> **Work item**
List each line of the data that holds the string "struct".

> **Supplied information**
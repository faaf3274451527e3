//! Core type definitions

use std::fmt;

/// Unique identifier for a type in the type context
#[derive(Debug, Clone, Copy, PartialEq, Eq, Hash, PartialOrd, Ord)]
pub struct TypeId(pub(crate) u32);

impl TypeId {
    /// Create a new TypeId from a raw value
    ///
    /// Prefer the well-known constants on [`super::TypeContext`].
    pub const fn new(id: u32) -> Self {
        Self(id)
    }

    pub const fn as_u32(&self) -> u32 {
        self.0
    }
}

impl fmt::Display for TypeId {
    fn fmt(&self, f: &mut fmt::Formatter<'_>) -> fmt::Result {
        write!(f, "TypeId({})", self.0)
    }
}

/// A type of the source language
#[derive(Debug, Clone, PartialEq, Eq, Hash)]
pub enum Type {
    Void,

    /// 32-bit signed integer
    Int,

    /// 8-bit character
    Char,

    /// Pointer to the given type
    Pointer(TypeId),

    /// Fixed-length array: `elem[len]`
    Array { element: TypeId, len: u32 },

    /// Function signature
    Function(FunctionType),
}

#[derive(Debug, Clone, PartialEq, Eq, Hash)]
pub struct FunctionType {
    pub ret: TypeId,
    pub params: Vec<TypeId>,
}

impl Type {
    /// Integer-like types that participate in arithmetic directly
    pub fn is_integer(&self) -> bool {
        matches!(self, Type::Int | Type::Char)
    }

    /// Types that can be tested for truth and compared
    pub fn is_scalar(&self) -> bool {
        matches!(self, Type::Int | Type::Char | Type::Pointer(_))
    }

    pub fn is_pointer(&self) -> bool {
        matches!(self, Type::Pointer(_))
    }
}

> **Answer to the problem**
pub struct TypeId(pub(crate) u32);
pub struct FunctionType {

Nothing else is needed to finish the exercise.